Sekarang Nicky bukan lagi anak baru gede, umurnya 34 tahun dan punya seorang anak. Belasan tahun berakting dalam film dan sinetron, mestinya Nicky sama sekali tak kikuk, apalagi sampai grogi, disorot kamera. Tapi nyatanya dia malah gugup luar biasa saat mesti “berakting” sebagai seorang chef dalam satu acara memasak yang tayang di salah satu stasiun televisi beberapa tahun lalu.
Bukan artis cantik Laudya Cynthia Bella atau Alyssa Soebandono yang membuat Nicky grogi, melainkan adonan kue, oven, dan mixer. “Aku mencoba sesuatu yang berbeda.
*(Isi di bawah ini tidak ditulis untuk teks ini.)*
use std::path::{Path, PathBuf};

use chrono::{DateTime, Utc};
use serde::{Deserialize, Serialize};
use tracing::info;

use super::features::FeatureSchema;
use super::forest::RandomForest;
use super::scaler::StandardScaler;
use crate::error::{Result, TrendError};

pub const SCALER_FILE: &str = "scaler.json";
pub const FOREST_FILE: &str = "forest.json";

/// Provenance recorded with both artifact halves. `trained_at` doubles as
/// the run identifier used to detect halves from different runs.
#[derive(Debug, Clone, PartialEq, Serialize, Deserialize)]
pub struct ArtifactMetadata {
    pub trained_at: DateTime<Utc>,
    pub train_samples: usize,
    pub test_samples: usize,
    pub accuracy: f64,
}

/// One completed training run: the fitted scaler and classifier, tagged
/// with the feature schema they expect. Immutable after creation;
/// retraining produces a new artifact rather than patching this one.
#[derive(Debug, Clone)]
pub struct ModelArtifact {
    pub schema: FeatureSchema,
    pub scaler: StandardScaler,
    pub forest: RandomForest,
    pub metadata: ArtifactMetadata,
}

#[derive(Serialize, Deserialize)]
struct ScalerBlob {
    schema: FeatureSchema,
    metadata: ArtifactMetadata,
    scaler: StandardScaler,
}

#[derive(Serialize, Deserialize)]
struct ForestBlob {
    schema: FeatureSchema,
    metadata: ArtifactMetadata,
    forest: RandomForest,
}

/// Persists the (scaler, classifier) pair as two co-located JSON blobs
/// under one directory. Save is atomic per file; load is all-or-nothing
/// and cross-checks that both halves came from the same run.
#[derive(Debug, Clone)]
pub struct ArtifactStore {
    dir: PathBuf,
}

impl ArtifactStore {
    pub fn new(dir: impl Into<PathBuf>) -> Self {
        Self { dir: dir.into() }
    }

    pub fn dir(&self) -> &Path {
        &self.dir
    }

    pub fn save(&self, artifact: &ModelArtifact) -> Result<()> {
        std::fs::create_dir_all(&self.dir)?;

        let scaler_blob = ScalerBlob {
            schema: artifact.schema.clone(),
            metadata: artifact.metadata.clone(),
            scaler: artifact.scaler.clone(),
        };
        let forest_blob = ForestBlob {
            schema: artifact.schema.clone(),
            metadata: artifact.metadata.clone(),
            forest: artifact.forest.clone(),
        };

        write_atomic(
            &self.dir.join(SCALER_FILE),
            &serde_json::to_vec(&scaler_blob)?,
        )?;
        write_atomic(
            &self.dir.join(FOREST_FILE),
            &serde_json::to_vec(&forest_blob)?,
        )?;

        info!(dir = %self.dir.display(), "saved model artifact");
        Ok(())
    }

    pub fn load(&self) -> Result<ModelArtifact> {
        let scaler_path = self.dir.join(SCALER_FILE);
        let forest_path = self.dir.join(FOREST_FILE);

        // Both halves must be present before either is parsed.
        for path in [&scaler_path, &forest_path] {
            if !path.exists() {
                return Err(TrendError::ArtifactMissing { path: path.clone() });
            }
        }

        let scaler_blob: ScalerBlob = read_blob(&scaler_path)?;
        let forest_blob: ForestBlob = read_blob(&forest_path)?;

        if scaler_blob.schema != forest_blob.schema {
            return Err(TrendError::ArtifactCorrupt {
                reason: "scaler and classifier carry different feature schemas".to_string(),
            });
        }
        if scaler_blob.metadata.trained_at != forest_blob.metadata.trained_at {
            return Err(TrendError::ArtifactCorrupt {
                reason: "scaler and classifier come from different training runs".to_string(),
            });
        }
        if scaler_blob.scaler.n_features() != scaler_blob.schema.len()
            || forest_blob.forest.n_features() != forest_blob.schema.len()
        {
            return Err(TrendError::ArtifactCorrupt {
                reason: "fitted feature width disagrees with the embedded schema".to_string(),
            });
        }

        info!(
            dir = %self.dir.display(),
            trained_at = %scaler_blob.metadata.trained_at,
            "loaded model artifact"
        );

        Ok(ModelArtifact {
            schema: scaler_blob.schema,
            scaler: scaler_blob.scaler,
            forest: forest_blob.forest,
            metadata: forest_blob.metadata,
        })
    }
}

fn read_blob<T: serde::de::DeserializeOwned>(path: &Path) -> Result<T> {
    let bytes = std::fs::read(path)?;
    serde_json::from_slice(&bytes).map_err(|e| TrendError::ArtifactCorrupt {
        reason: format!("{}: {}", path.display(), e),
    })
}

/// Write-then-rename so a concurrent load never sees a half-written file.
fn write_atomic(path: &Path, bytes: &[u8]) -> Result<()> {
    let tmp = path.with_extension("json.tmp");
    std::fs::write(&tmp, bytes)?;
    std::fs::rename(&tmp, path)?;
    Ok(())
}

#[cfg(test)]
mod tests {
    use super::*;
    use crate::ml::forest::ForestConfig;
    use ndarray::Array2;

    fn fitted_artifact(seed: u64) -> ModelArtifact {
        let rows: Vec<Vec<f64>> = (0..60)
            .map(|i| {
                let x = i as f64;
                (0..14).map(|j| x + j as f64).collect()
            })
            .collect();
        let labels: Vec<usize> = (0..60).map(|i| i % 3).collect();

        let matrix = Array2::from_shape_vec(
            (rows.len(), 14),
            rows.iter().flatten().copied().collect(),
        )
        .unwrap();
        let scaler = StandardScaler::fit(&matrix).unwrap();

        let mut forest = RandomForest::new(ForestConfig {
            n_trees: 5,
            seed,
            ..Default::default()
        });
        forest.fit(&rows, &labels).unwrap();

        ModelArtifact {
            schema: FeatureSchema::current(),
            scaler,
            forest,
            metadata: ArtifactMetadata {
                trained_at: Utc::now(),
                train_samples: 48,
                test_samples: 12,
                accuracy: 0.5,
            },
        }
    }

    #[test]
    fn test_round_trip_preserves_predictions() {
        let dir = tempfile::tempdir().unwrap();
        let store = ArtifactStore::new(dir.path());
        let artifact = fitted_artifact(7);

        store.save(&artifact).unwrap();
        let loaded = store.load().unwrap();

        assert_eq!(loaded.schema, artifact.schema);
        assert_eq!(loaded.metadata, artifact.metadata);
        let row: Vec<f64> = (0..14).map(|j| 3.0 + j as f64).collect();
        let scaled = artifact.scaler.transform_row(&row).unwrap();
        let reloaded_scaled = loaded.scaler.transform_row(&row).unwrap();
        assert_eq!(scaled, reloaded_scaled);
        assert_eq!(
            artifact.forest.predict_proba_one(&scaled),
            loaded.forest.predict_proba_one(&reloaded_scaled)
        );
    }

    #[test]
    fn test_missing_artifact() {
        let dir = tempfile::tempdir().unwrap();
        let store = ArtifactStore::new(dir.path().join("nothing-here"));
        assert!(matches!(
            store.load(),
            Err(TrendError::ArtifactMissing { .. })
        ));
    }

    #[test]
    fn test_one_half_absent_is_missing_not_degraded() {
        let dir = tempfile::tempdir().unwrap();
        let store = ArtifactStore::new(dir.path());
        store.save(&fitted_artifact(7)).unwrap();

        std::fs::remove_file(dir.path().join(FOREST_FILE)).unwrap();
        assert!(matches!(
            store.load(),
            Err(TrendError::ArtifactMissing { .. })
        ));
    }

    #[test]
    fn test_corrupted_half_detected() {
        let dir = tempfile::tempdir().unwrap();
        let store = ArtifactStore::new(dir.path());
        store.save(&fitted_artifact(7)).unwrap();

        std::fs::write(dir.path().join(SCALER_FILE), b"{ not json").unwrap();
        assert!(matches!(
            store.load(),
            Err(TrendError::ArtifactCorrupt { .. })
        ));
    }

    #[test]
    fn test_mixed_runs_detected() {
        let dir_a = tempfile::tempdir().unwrap();
        let dir_b = tempfile::tempdir().unwrap();
        ArtifactStore::new(dir_a.path())
            .save(&fitted_artifact(1))
            .unwrap();
        // A later run sharing the same schema but a different timestamp.
        std::thread::sleep(std::time::Duration::from_millis(5));
        ArtifactStore::new(dir_b.path())
            .save(&fitted_artifact(2))
            .unwrap();

        // Replace one half with the other run's half.
        std::fs::copy(
            dir_b.path().join(FOREST_FILE),
            dir_a.path().join(FOREST_FILE),
        )
        .unwrap();

        assert!(matches!(
            ArtifactStore::new(dir_a.path()).load(),
            Err(TrendError::ArtifactCorrupt { .. })
        ));
    }
}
Aku sudah dikenal di dunia akting, eh jadi tukang masak…. Jujur saja, perasaan canggung itu ada,” ujar Nicky pekan lalu saat menceritakan pengalaman perdananya jadi juru masak di televisi.
Di studio televisi yang telah disulap menjadi dapur dadakan, Nicky terus memelototi oven berisi adonan kue bolu pisang. Dia menghela napas lega, kue racikannya ternyata tak mengecewakan. Meski kamera tak dapat menangkap aroma harum manis khas kue, warna cokelat keemasan tanda kue matang sempurna terekam jelas. Seolah menggoda iman siapa saja yang menonton untuk segera melahapnya.
Yang namanya merintis usaha masak langsung laku keras.”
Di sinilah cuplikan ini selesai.